Die Präsidien von CDU und CSU haben den Kompromiss einstimmig gebilligt, doch es gab Kritik, besonders vom CDU-Wirtschaftsflügel und der Jungen Union. Der Vorsitzende des Parlamentskreises Mittelstand, Christian von Stetten, meinte, die im Koalitionsvertrag getroffenen Vereinbarungen seien gebrochen worden, um die Koalition über den SPD-Parteitag hinaus zu retten. „Das wird ja immer verrückter in Berlin.“Unions-Fraktionschef Ralph Brinkhaus, der wiederholt gewarnt hatte, der SPD nicht zu viel entgegenzukommen, stellte sich dagegen hinter den Kompromiss.

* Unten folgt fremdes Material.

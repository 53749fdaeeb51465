// SPDX-License-Identifier: Apache-2.0
// Copyright 2025 KylinSoft Co., Ltd. <https://www.kylinos.cn/>
// See LICENSES for license details.

//! One side of a mailbox.
//!
//! ```text
//! Idle ──post──▶ Posted ──▶ AwaitingAck ──▶ Acked | Failed | TimedOut ──▶ Idle
//! ```
//!
//! Only one post may be outstanding. The outcome of the latest post stays
//! readable through [`Mailbox::last_outcome`] after the endpoint went back
//! to `Idle`.

use alloc::sync::Arc;
use core::sync::atomic::{AtomicBool, AtomicU8, AtomicU64, Ordering};

use log::{debug, trace, warn};
use nic_base::{NicError, NicHal, NicResult};
use strum::{FromRepr, IntoStaticStr};

use crate::{
    msg::MboxMsg,
    regs::{self, MboxEvents, MbxCtrl, MbxStatus},
};

/// Polling bounds of a mailbox.
#[derive(Debug, Clone, Copy)]
pub struct MboxConfig {
    pub retries: u32,
    pub delay_us: u64,
}

impl Default for MboxConfig {
    fn default() -> Self {
        Self {
            retries: 100,
            delay_us: 10,
        }
    }
}

#[derive(Debug, Clone, Copy, PartialEq, Eq, FromRepr, IntoStaticStr)]
#[repr(u8)]
pub enum MboxState {
    Idle,
    Posted,
    AwaitingAck,
}

/// How a post ended.
#[derive(Debug, Clone, Copy, PartialEq, Eq, FromRepr, IntoStaticStr)]
#[repr(u8)]
pub enum PostOutcome {
    Acked = 1,
    Failed,
    TimedOut,
}

/// A mailbox endpoint: the outbound and inbound windows of one
/// physical/virtual function pair, seen from one side.
pub struct Mailbox {
    index: usize,
    base: usize,
    hal: Arc<dyn NicHal>,
    cfg: MboxConfig,
    state: AtomicU8,
    outcome: AtomicU8,
    seq: AtomicU8,
    inbound: AtomicBool,
    posts: AtomicU64,
    failures: AtomicU64,
    timeouts: AtomicU64,
    received: AtomicU64,
}

impl Mailbox {
    /// Endpoint `index` with its register block at `base`.
    pub fn new(hal: &Arc<dyn NicHal>, index: usize, base: usize, cfg: MboxConfig) -> Self {
        let mbox = Self {
            index,
            base,
            hal: Arc::clone(hal),
            cfg,
            state: AtomicU8::new(MboxState::Idle as u8),
            outcome: AtomicU8::new(0),
            seq: AtomicU8::new(0),
            inbound: AtomicBool::new(false),
            posts: AtomicU64::new(0),
            failures: AtomicU64::new(0),
            timeouts: AtomicU64::new(0),
            received: AtomicU64::new(0),
        };
        mbox.set_interrupts(true);
        mbox
    }

    pub fn index(&self) -> usize {
        self.index
    }

    #[inline]
    fn reg(&self, reg: usize) -> usize {
        self.base + reg
    }

    fn status(&self) -> MbxStatus {
        MbxStatus::from_bits_truncate(self.hal.read32(self.reg(regs::MBX_STATUS)))
    }

    fn ack_status(&self, bits: MbxStatus) {
        self.hal.write32(self.reg(regs::MBX_STATUS), bits.bits());
    }

    fn command(&self, cmd: MbxCtrl) {
        self.hal.write32(self.reg(regs::MBX_CTRL), cmd.bits());
    }

    pub fn state(&self) -> MboxState {
        MboxState::from_repr(self.state.load(Ordering::Acquire)).unwrap_or(MboxState::Idle)
    }

    fn set_state(&self, state: MboxState) {
        self.state.store(state as u8, Ordering::Release);
    }

    pub fn last_outcome(&self) -> Option<PostOutcome> {
        PostOutcome::from_repr(self.outcome.load(Ordering::Acquire))
    }

    /// `(posts, failures, timeouts, inbound messages)`.
    pub fn counters(&self) -> (u64, u64, u64, u64) {
        (
            self.posts.load(Ordering::Relaxed),
            self.failures.load(Ordering::Relaxed),
            self.timeouts.load(Ordering::Relaxed),
            self.received.load(Ordering::Relaxed),
        )
    }

    pub fn set_interrupts(&self, enabled: bool) {
        let mask = if enabled { 0 } else { u32::MAX };
        self.hal.write32(self.reg(regs::MBX_INTR_MASK), mask);
    }

    /// Sends `msg` and waits, bounded, for the peer's reply.
    ///
    /// Fails at once with [`NicError::ResourceBusy`] if the outbound window
    /// is still full or another post is outstanding. A NACK reply is
    /// returned as the error it carries.
    pub fn post(&self, msg: &MboxMsg) -> NicResult<MboxMsg> {
        if self
            .state
            .compare_exchange(
                MboxState::Idle as u8,
                MboxState::Posted as u8,
                Ordering::AcqRel,
                Ordering::Acquire,
            )
            .is_err()
        {
            return Err(NicError::ResourceBusy);
        }
        if self.status().contains(MbxStatus::OMB_FULL) {
            self.set_state(MboxState::Idle);
            return Err(NicError::ResourceBusy);
        }

        let seq = self.seq.fetch_add(1, Ordering::Relaxed).wrapping_add(1);
        let mut msg = *msg;
        msg.set_seq(seq);
        msg.write_to(&*self.hal, self.reg(regs::MBX_OMB_DATA));
        self.command(MbxCtrl::POST);
        self.posts.fetch_add(1, Ordering::Relaxed);
        self.set_state(MboxState::AwaitingAck);
        trace!("mbox{}: posted {:#010x}", self.index, msg.words()[0]);

        let (outcome, result) = self.await_reply(seq);
        match outcome {
            PostOutcome::Acked => {}
            PostOutcome::Failed => {
                self.failures.fetch_add(1, Ordering::Relaxed);
            }
            PostOutcome::TimedOut => {
                self.timeouts.fetch_add(1, Ordering::Relaxed);
            }
        }
        self.outcome.store(outcome as u8, Ordering::Release);
        self.set_state(MboxState::Idle);
        let name: &'static str = outcome.into();
        debug!("mbox{}: post {seq} {name}", self.index);
        result
    }

    fn await_reply(&self, seq: u8) -> (PostOutcome, NicResult<MboxMsg>) {
        for _ in 0..=self.cfg.retries {
            let status = self.status();
            if status.contains(MbxStatus::ACKED) {
                self.ack_status(MbxStatus::ACKED);
                let rsp = MboxMsg::read_from(&*self.hal, self.reg(regs::MBX_RSP_DATA));
                let header = rsp.header();
                if !header.is_response() || header.seq != seq {
                    warn!("mbox{}: stray reply {:#010x}", self.index, rsp.words()[0]);
                    return (PostOutcome::Failed, Err(NicError::BadState));
                }
                if header.is_nack() {
                    let err = NicError::from_code(rsp.payload().first().copied().unwrap_or(0));
                    warn!("mbox{}: NACK: {err}", self.index);
                    return (PostOutcome::Failed, Err(err));
                }
                return (PostOutcome::Acked, Ok(rsp));
            }
            if status.contains(MbxStatus::FAILED) {
                self.ack_status(MbxStatus::FAILED);
                warn!("mbox{}: peer refused message", self.index);
                return (PostOutcome::Failed, Err(NicError::Nack));
            }
            self.hal.delay_us(self.cfg.delay_us);
        }
        self.command(MbxCtrl::CANCEL);
        warn!("mbox{}: no reply after {} polls", self.index, self.cfg.retries);
        (PostOutcome::TimedOut, Err(NicError::Timeout))
    }

    /// Reads the status once for the interrupt handler. Acknowledges an
    /// inbound message and remembers it for [`Mailbox::take_inbound`]; post
    /// completion bits are left to the posting context.
    pub fn service_interrupt(&self) -> MboxEvents {
        let status = self.status();
        let mut events = MboxEvents::empty();
        events.set(MboxEvents::ACKED, status.contains(MbxStatus::ACKED));
        events.set(MboxEvents::FAILED, status.contains(MbxStatus::FAILED));
        if status.contains(MbxStatus::IMB_FULL) {
            self.ack_status(MbxStatus::IMB_FULL);
            self.inbound.store(true, Ordering::Release);
            events |= MboxEvents::INBOUND;
        }
        events
    }

    /// Takes the message waiting in the inbound window, if any. Every
    /// message taken must be answered with [`Mailbox::reply`].
    pub fn take_inbound(&self) -> Option<MboxMsg> {
        let mut pending = self.inbound.swap(false, Ordering::AcqRel);
        if !pending && self.status().contains(MbxStatus::IMB_FULL) {
            self.ack_status(MbxStatus::IMB_FULL);
            pending = true;
        }
        if !pending {
            return None;
        }
        self.received.fetch_add(1, Ordering::Relaxed);
        Some(MboxMsg::read_from(&*self.hal, self.reg(regs::MBX_IMB_DATA)))
    }

    /// Answers the message last taken.
    pub fn reply(&self, msg: &MboxMsg) {
        msg.write_to(&*self.hal, self.reg(regs::MBX_RPL_DATA));
        self.command(MbxCtrl::REPLY);
    }

    /// Resets the mailbox function and forgets any outstanding work.
    pub fn function_reset(&self) -> NicResult {
        self.command(MbxCtrl::FUNC_RST);
        for _ in 0..=self.cfg.retries {
            if self.status().contains(MbxStatus::FUNC_RST_DONE) {
                self.ack_status(MbxStatus::FUNC_RST_DONE);
                self.inbound.store(false, Ordering::Release);
                self.set_state(MboxState::Idle);
                debug!("mbox{}: function reset", self.index);
                return Ok(());
            }
            self.hal.delay_us(self.cfg.delay_us);
        }
        warn!("mbox{}: function reset did not complete", self.index);
        Err(NicError::Timeout)
    }
}

#[cfg(test)]
mod tests {
    use nic_base::mock::MockPlatform;

    use super::*;
    use crate::{
        msg::{MsgFlags, MsgType},
        sim::Peer,
    };

    fn endpoint(retries: u32) -> (Arc<MockPlatform>, Peer, Mailbox) {
        let mock = Arc::new(MockPlatform::new());
        let peer = Peer::attach(&mock, regs::mbox_base(0));
        let hal: Arc<dyn NicHal> = mock.clone();
        let cfg = MboxConfig {
            retries,
            delay_us: 10,
        };
        (mock, peer, Mailbox::new(&hal, 0, regs::mbox_base(0), cfg))
    }

    #[test]
    fn acked_post_returns_the_reply() {
        let (_mock, peer, mbox) = endpoint(100);
        peer.respond_with(|req| Some(req.ack(&[9000], MsgFlags::empty()).unwrap()));
        let req = MboxMsg::request(MsgType::GetMtu, &[]).unwrap();
        let rsp = mbox.post(&req).unwrap();
        assert_eq!(rsp.payload(), [9000]);
        assert_eq!(mbox.state(), MboxState::Idle);
        assert_eq!(mbox.last_outcome(), Some(PostOutcome::Acked));
        assert_eq!(peer.received().len(), 1);
    }

    #[test]
    fn unanswered_post_times_out_and_returns_to_idle() {
        let (_mock, peer, mbox) = endpoint(20);
        let req = MboxMsg::request(MsgType::SetMtu, &[1500]).unwrap();
        assert_eq!(mbox.post(&req), Err(NicError::Timeout));
        assert_eq!(mbox.state(), MboxState::Idle);
        assert_eq!(mbox.last_outcome(), Some(PostOutcome::TimedOut));
        assert!(!peer.outbound_full());

        peer.respond_with(|req| Some(req.ack(&[], MsgFlags::empty()).unwrap()));
        assert!(mbox.post(&req).is_ok());
        assert_eq!(mbox.counters(), (2, 0, 1, 0));
    }

    #[test]
    fn full_outbound_window_fails_immediately() {
        let (_mock, peer, mbox) = endpoint(100);
        peer.hold_outbound();
        let req = MboxMsg::request(MsgType::Reset, &[]).unwrap();
        assert_eq!(mbox.post(&req), Err(NicError::ResourceBusy));
        assert_eq!(mbox.state(), MboxState::Idle);
        assert_eq!(mbox.counters().0, 0);
    }

    #[test]
    fn nack_and_refusal_are_failures() {
        let (_mock, peer, mbox) = endpoint(100);
        peer.respond_with(|req| Some(req.nack(NicError::NoSpace)));
        let req = MboxMsg::request(MsgType::AddVlan, &[5]).unwrap();
        assert_eq!(mbox.post(&req), Err(NicError::NoSpace));
        assert_eq!(mbox.last_outcome(), Some(PostOutcome::Failed));

        peer.refuse();
        assert_eq!(mbox.post(&req), Err(NicError::Nack));
        assert_eq!(mbox.counters().1, 2);
    }

    #[test]
    fn inbound_message_is_taken_once() {
        let (_mock, peer, mbox) = endpoint(100);
        assert!(mbox.take_inbound().is_none());
        let req = MboxMsg::request(MsgType::GetMtu, &[]).unwrap();
        peer.deliver(&req);
        assert!(mbox.service_interrupt().contains(MboxEvents::INBOUND));
        let got = mbox.take_inbound().unwrap();
        assert_eq!(got.header().msg_type(), Some(MsgType::GetMtu));
        assert!(mbox.take_inbound().is_none());

        mbox.reply(&got.ack(&[1], MsgFlags::empty()).unwrap());
        assert_eq!(peer.replies().len(), 1);
    }

    #[test]
    fn function_reset_handshake() {
        let (_mock, _peer, mbox) = endpoint(5);
        assert!(mbox.function_reset().is_ok());
    }
}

Die Junge Union kritisierte dagegen scharf die zusätzliche Rentenleistung, die zulasten der Jungen Generation gehe. Ihr Vorsitzender Tilman Kuban gehört zu den drei Vorstandsmitgliedern, die gegen den Kompromiss gestimmt hatten.
Für den 44-jährigen Wangener Landtagsabgeordneten Raimund Haser ist es dagegen ein guter Beschluss. „Wer arbeitet und sich in die Gesellschaft eingebracht hat, soll nicht im Alter hungern.“Schließlich sitze die junge Generation, zu der er sich auch noch zähle, „mit ihrem Wohlstand auf den Schultern ihrer Eltern und Großeltern, die dieses Land unter weit schwereren Bedingungen aufgebaut haben, als das heute noch vonnöten wäre“. Als Präsidiumsmitglied des Bundes der Vertriebenen kämpft Haser in diesem Zusammenhang aber auch für einen Rückbau des Fremdrentengesetz, das Spätaussiedlern weniger Punkte zugesteht.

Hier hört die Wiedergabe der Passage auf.